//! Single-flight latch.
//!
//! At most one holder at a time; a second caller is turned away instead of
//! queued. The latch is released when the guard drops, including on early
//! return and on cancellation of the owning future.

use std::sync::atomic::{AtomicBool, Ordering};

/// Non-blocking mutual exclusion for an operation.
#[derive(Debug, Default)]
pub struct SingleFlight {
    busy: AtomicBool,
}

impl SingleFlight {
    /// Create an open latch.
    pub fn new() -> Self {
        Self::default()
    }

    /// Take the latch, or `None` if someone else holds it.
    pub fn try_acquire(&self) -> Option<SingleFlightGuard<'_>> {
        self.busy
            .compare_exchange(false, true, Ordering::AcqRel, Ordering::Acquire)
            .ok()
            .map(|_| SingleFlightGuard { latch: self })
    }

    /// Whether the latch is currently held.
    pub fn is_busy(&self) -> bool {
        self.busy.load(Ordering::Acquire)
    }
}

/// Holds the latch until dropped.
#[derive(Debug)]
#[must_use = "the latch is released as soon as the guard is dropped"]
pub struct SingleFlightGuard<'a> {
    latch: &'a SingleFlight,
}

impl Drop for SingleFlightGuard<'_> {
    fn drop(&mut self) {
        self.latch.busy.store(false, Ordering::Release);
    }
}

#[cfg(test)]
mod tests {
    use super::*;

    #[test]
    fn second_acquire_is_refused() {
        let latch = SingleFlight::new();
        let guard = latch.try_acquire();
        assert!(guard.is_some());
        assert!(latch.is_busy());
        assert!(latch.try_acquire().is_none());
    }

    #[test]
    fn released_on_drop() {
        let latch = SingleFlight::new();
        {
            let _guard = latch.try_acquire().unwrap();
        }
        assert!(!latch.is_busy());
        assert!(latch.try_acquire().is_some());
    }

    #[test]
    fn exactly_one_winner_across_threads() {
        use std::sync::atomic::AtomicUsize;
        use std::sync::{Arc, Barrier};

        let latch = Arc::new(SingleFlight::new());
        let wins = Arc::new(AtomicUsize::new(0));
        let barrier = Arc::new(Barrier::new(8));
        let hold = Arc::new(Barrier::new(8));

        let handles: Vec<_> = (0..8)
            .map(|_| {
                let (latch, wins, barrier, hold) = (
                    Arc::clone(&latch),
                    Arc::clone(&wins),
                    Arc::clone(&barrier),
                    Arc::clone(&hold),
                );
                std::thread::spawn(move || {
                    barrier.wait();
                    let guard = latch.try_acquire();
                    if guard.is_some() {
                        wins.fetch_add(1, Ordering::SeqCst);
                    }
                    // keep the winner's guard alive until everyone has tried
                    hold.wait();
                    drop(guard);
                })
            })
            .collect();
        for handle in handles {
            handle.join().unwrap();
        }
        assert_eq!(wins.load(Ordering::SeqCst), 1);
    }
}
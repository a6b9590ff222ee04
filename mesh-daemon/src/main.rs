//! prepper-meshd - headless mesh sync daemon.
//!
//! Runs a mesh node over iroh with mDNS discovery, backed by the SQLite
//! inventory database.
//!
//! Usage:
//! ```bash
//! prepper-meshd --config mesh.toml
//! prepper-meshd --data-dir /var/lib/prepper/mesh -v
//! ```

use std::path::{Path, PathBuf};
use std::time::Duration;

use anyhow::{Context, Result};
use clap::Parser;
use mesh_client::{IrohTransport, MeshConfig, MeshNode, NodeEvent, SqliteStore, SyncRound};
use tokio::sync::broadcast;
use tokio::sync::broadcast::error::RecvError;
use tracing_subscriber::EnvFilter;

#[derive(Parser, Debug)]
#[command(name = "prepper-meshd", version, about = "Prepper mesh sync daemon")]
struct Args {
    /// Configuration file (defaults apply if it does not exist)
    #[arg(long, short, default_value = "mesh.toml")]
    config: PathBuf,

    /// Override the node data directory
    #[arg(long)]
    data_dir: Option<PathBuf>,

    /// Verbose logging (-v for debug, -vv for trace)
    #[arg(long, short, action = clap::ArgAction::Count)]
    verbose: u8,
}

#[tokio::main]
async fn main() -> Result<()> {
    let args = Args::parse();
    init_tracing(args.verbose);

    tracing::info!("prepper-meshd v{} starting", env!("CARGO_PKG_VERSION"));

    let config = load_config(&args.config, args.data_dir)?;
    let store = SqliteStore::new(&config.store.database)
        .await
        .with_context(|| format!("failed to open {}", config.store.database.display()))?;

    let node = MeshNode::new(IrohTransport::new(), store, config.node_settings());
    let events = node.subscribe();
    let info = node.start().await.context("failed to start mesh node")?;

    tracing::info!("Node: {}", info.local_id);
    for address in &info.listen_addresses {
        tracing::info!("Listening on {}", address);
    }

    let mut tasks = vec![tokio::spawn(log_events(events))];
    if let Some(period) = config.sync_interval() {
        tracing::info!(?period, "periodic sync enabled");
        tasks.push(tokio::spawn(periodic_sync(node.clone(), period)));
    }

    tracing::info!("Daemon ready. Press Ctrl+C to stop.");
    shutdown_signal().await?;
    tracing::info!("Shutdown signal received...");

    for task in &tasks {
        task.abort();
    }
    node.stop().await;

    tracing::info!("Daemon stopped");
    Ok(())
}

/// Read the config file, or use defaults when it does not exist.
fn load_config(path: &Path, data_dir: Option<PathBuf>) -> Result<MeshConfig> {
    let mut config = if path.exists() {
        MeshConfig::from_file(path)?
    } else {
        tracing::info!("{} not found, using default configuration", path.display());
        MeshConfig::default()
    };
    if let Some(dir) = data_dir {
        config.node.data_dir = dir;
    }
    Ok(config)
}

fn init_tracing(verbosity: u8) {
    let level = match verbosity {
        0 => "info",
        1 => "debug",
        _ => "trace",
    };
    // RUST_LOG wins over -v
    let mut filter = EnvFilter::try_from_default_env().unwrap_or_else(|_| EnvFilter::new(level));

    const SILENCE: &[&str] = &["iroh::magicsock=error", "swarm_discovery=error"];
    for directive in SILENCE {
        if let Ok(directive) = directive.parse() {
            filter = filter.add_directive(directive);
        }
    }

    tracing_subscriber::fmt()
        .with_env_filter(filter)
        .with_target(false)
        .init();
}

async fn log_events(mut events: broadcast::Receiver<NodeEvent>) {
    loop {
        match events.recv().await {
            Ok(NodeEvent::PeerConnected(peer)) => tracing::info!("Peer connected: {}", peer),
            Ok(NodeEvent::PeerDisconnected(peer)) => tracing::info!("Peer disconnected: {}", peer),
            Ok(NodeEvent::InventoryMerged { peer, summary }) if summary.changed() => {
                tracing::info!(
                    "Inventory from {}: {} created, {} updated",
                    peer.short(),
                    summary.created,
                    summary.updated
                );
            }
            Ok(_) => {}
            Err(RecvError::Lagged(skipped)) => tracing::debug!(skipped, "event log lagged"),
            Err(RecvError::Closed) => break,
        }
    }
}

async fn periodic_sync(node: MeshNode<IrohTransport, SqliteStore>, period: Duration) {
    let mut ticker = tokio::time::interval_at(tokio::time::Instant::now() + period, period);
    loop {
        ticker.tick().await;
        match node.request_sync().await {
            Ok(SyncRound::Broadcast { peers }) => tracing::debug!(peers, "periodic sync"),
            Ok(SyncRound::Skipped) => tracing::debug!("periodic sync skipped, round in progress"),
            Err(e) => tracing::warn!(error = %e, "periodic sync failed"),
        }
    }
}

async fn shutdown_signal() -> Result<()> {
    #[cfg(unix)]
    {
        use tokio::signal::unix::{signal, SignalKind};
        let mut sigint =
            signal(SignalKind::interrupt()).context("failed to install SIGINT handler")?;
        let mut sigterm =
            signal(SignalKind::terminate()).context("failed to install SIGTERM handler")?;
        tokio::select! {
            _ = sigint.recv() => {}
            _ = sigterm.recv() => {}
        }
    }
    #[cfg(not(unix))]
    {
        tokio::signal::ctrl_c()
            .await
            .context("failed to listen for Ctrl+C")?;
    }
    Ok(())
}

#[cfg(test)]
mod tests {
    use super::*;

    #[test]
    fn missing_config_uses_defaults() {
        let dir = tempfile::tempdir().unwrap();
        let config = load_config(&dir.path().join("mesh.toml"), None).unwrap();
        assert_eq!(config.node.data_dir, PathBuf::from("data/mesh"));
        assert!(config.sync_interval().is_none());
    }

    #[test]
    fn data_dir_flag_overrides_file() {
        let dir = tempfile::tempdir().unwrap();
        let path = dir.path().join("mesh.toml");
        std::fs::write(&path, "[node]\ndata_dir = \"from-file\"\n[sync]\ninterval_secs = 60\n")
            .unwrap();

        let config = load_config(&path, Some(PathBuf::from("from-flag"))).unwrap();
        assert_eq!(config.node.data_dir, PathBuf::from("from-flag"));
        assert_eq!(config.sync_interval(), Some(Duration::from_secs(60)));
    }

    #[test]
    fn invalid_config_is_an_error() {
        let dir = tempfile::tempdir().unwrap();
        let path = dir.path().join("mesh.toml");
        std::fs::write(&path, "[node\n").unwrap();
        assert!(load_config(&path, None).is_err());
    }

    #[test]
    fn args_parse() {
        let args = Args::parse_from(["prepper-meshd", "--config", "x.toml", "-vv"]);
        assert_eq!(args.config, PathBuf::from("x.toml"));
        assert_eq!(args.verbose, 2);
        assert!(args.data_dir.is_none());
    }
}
_____
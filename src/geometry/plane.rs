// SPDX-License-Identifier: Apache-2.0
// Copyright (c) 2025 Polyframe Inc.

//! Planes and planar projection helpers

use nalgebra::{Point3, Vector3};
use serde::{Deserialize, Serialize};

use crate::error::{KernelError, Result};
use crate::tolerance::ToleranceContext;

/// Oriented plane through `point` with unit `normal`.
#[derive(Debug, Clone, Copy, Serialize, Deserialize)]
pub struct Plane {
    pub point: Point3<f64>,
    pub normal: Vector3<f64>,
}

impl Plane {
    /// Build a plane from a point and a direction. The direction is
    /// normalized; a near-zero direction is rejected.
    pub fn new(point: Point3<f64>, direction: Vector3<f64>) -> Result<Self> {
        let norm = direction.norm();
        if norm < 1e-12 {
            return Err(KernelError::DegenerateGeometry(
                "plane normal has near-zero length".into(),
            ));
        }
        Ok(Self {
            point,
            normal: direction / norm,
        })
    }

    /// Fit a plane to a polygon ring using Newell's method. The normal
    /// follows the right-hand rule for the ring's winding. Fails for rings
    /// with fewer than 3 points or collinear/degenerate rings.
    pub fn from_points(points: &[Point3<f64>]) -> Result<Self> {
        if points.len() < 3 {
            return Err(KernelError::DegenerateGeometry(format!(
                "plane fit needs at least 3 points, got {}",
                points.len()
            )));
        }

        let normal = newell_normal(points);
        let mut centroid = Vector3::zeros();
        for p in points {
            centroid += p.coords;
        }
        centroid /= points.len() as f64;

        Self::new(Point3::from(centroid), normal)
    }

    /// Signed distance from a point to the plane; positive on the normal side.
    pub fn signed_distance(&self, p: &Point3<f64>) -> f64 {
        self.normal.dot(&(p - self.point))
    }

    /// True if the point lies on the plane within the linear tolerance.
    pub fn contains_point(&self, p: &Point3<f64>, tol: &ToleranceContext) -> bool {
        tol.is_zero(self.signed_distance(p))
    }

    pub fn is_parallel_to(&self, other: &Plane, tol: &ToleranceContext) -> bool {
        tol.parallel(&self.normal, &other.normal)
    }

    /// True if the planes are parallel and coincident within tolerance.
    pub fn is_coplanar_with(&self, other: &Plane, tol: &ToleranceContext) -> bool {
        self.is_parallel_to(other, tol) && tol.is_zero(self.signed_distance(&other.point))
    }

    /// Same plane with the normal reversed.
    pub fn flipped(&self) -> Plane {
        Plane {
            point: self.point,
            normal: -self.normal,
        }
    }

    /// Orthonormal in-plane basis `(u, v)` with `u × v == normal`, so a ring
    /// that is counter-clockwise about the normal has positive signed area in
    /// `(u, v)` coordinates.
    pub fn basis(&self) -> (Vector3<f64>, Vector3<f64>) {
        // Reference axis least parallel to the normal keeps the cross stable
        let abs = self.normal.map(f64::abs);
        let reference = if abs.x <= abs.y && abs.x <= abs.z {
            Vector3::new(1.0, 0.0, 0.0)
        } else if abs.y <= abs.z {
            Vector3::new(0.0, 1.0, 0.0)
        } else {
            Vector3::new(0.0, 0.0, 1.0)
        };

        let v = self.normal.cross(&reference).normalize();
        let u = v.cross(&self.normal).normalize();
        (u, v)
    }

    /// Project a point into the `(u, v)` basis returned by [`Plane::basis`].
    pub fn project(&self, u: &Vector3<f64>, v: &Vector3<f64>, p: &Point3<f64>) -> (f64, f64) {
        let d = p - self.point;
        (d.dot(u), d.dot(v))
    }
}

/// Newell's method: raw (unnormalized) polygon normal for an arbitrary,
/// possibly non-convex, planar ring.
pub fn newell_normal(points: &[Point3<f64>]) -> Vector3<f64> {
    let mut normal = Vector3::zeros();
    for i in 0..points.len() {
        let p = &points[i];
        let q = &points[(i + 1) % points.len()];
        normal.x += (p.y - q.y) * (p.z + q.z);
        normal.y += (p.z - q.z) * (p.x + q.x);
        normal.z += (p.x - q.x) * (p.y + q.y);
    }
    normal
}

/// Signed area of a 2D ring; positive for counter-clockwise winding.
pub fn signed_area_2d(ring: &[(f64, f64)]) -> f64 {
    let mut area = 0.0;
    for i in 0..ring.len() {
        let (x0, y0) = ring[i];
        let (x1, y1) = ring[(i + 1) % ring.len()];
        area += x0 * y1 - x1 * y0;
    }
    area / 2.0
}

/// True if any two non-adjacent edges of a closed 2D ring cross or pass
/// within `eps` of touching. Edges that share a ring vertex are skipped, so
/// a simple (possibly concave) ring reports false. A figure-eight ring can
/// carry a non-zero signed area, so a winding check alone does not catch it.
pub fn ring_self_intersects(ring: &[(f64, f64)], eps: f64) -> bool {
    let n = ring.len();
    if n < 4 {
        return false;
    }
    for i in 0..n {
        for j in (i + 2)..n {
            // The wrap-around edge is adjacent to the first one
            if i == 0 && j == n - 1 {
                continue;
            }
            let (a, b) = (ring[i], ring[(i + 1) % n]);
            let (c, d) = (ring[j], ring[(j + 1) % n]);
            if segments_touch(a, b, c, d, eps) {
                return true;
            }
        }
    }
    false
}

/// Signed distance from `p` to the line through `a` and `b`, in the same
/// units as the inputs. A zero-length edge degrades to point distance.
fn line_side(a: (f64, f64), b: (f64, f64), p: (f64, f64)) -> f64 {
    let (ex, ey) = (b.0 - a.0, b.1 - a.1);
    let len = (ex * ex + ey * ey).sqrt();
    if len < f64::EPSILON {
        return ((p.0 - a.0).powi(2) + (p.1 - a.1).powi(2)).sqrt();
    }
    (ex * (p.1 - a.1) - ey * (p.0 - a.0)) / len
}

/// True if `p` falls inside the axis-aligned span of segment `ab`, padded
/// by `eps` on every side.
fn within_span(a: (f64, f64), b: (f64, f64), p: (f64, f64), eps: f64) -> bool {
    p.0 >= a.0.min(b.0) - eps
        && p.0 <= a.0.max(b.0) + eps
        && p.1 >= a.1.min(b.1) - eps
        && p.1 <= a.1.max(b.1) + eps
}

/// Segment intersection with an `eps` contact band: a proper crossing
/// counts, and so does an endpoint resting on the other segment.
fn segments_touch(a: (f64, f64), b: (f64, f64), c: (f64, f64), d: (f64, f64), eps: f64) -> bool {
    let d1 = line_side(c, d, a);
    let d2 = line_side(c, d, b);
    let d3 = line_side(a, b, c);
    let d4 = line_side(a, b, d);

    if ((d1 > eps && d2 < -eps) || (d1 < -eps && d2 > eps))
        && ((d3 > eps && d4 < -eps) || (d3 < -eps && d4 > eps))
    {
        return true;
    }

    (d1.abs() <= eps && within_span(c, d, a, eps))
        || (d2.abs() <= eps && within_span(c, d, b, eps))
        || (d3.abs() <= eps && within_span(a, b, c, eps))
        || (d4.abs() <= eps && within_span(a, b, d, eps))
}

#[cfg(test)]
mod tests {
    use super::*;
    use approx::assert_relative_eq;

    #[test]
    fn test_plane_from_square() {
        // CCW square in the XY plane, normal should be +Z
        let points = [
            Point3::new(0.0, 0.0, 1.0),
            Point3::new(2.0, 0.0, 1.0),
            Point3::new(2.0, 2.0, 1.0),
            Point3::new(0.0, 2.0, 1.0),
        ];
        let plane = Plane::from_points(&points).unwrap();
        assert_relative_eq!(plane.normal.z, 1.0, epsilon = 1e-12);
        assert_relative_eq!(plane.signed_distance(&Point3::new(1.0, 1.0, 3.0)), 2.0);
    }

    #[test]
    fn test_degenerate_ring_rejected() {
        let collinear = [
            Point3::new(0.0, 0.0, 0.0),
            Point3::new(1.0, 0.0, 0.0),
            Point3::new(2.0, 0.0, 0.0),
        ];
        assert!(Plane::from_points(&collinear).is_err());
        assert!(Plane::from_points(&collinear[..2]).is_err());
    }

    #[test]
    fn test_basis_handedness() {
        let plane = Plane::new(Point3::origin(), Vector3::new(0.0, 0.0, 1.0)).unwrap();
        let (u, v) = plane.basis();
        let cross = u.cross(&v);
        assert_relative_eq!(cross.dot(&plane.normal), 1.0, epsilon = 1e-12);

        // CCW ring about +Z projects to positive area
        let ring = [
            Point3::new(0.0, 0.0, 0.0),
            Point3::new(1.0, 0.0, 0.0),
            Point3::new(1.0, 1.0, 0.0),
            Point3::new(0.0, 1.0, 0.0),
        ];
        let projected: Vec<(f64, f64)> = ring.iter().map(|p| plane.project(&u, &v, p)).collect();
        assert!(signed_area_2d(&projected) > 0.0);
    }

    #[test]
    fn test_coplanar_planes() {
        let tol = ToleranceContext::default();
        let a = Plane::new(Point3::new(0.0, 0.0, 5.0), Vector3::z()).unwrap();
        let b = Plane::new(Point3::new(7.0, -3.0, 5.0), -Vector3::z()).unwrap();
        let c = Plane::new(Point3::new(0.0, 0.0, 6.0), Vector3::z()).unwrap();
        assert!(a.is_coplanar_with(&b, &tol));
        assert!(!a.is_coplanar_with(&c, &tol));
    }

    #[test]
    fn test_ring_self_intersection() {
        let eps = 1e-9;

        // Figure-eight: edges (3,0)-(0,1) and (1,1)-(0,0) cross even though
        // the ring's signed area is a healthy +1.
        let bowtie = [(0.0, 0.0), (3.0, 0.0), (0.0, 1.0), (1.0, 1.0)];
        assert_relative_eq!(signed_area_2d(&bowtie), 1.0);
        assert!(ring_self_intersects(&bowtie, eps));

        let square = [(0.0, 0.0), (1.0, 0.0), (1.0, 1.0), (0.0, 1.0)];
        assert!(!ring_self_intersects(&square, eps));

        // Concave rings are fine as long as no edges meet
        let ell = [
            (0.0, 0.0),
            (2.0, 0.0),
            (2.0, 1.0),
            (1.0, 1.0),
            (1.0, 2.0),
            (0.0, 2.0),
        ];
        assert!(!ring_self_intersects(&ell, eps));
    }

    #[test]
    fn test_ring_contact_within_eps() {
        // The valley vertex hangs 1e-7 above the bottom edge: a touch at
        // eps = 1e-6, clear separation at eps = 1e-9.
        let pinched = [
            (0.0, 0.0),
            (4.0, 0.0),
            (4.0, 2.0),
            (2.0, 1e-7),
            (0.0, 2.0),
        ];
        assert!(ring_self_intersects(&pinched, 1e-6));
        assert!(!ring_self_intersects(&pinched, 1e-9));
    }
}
_____
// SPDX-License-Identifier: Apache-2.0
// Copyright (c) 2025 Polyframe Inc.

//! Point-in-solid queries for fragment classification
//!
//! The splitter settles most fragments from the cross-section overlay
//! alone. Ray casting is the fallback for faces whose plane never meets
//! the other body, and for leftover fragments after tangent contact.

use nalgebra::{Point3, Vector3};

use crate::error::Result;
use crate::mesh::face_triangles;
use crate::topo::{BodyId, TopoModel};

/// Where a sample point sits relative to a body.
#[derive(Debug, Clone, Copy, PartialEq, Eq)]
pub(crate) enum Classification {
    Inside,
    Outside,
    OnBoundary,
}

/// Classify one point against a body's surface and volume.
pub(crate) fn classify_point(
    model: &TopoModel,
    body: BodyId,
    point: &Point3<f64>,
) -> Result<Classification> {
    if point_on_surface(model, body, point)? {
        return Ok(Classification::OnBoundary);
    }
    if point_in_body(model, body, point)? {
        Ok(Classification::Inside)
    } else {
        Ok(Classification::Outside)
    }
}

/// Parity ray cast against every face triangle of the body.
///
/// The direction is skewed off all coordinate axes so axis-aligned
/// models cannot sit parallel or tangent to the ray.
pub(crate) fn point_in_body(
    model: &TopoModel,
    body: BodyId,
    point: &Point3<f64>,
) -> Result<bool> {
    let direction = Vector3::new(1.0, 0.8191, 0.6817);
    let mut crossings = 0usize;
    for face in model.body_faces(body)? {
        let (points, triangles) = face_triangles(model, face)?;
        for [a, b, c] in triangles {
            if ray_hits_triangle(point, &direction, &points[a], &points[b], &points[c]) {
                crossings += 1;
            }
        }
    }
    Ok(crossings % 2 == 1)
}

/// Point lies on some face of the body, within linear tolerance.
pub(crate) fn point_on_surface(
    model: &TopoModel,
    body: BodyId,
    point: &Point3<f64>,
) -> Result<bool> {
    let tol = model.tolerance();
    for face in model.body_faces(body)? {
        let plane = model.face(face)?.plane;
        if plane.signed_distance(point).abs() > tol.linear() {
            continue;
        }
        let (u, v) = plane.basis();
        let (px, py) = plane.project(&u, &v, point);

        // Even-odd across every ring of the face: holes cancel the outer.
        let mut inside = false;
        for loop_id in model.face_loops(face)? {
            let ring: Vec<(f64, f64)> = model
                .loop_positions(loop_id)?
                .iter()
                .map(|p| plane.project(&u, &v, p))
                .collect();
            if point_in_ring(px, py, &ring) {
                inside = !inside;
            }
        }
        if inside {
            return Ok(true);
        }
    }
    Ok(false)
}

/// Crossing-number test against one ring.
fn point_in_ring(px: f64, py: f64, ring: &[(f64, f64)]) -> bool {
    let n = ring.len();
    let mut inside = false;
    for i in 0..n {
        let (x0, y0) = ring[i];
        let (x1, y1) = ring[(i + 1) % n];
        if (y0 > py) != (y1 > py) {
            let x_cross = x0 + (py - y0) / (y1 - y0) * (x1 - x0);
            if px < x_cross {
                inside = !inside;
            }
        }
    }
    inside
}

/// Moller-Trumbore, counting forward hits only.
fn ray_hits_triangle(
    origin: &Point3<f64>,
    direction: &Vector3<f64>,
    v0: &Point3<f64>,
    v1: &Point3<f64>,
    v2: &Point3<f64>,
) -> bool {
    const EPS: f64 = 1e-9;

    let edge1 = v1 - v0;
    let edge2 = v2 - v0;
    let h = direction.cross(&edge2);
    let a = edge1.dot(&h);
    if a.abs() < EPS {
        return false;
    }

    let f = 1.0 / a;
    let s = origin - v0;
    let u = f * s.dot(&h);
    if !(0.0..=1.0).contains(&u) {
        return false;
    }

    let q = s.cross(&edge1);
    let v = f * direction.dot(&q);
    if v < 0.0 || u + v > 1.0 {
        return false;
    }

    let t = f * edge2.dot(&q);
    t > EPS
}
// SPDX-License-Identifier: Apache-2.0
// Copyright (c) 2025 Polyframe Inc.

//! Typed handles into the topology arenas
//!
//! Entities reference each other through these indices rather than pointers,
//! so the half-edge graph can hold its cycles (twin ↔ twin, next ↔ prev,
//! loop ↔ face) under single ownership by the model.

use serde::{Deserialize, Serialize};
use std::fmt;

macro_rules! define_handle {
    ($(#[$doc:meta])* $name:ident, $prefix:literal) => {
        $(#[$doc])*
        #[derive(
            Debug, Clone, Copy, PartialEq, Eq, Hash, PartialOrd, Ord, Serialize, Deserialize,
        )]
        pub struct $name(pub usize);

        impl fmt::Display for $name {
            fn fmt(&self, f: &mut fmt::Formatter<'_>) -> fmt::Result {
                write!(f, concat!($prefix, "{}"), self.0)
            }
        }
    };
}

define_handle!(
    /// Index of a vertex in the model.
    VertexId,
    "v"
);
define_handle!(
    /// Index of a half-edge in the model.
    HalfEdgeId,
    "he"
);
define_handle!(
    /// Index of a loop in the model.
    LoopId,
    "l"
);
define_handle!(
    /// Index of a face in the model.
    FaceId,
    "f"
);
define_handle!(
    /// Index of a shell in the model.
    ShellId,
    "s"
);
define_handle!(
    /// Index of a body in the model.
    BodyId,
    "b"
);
_____
Extract every line containing the string "tasks" from the data above.

* RESULT BELOW *
    let mut tasks = vec![tokio::spawn(log_events(events))];
        tasks.push(tokio::spawn(periodic_sync(node.clone(), period)));
    for task in &tasks {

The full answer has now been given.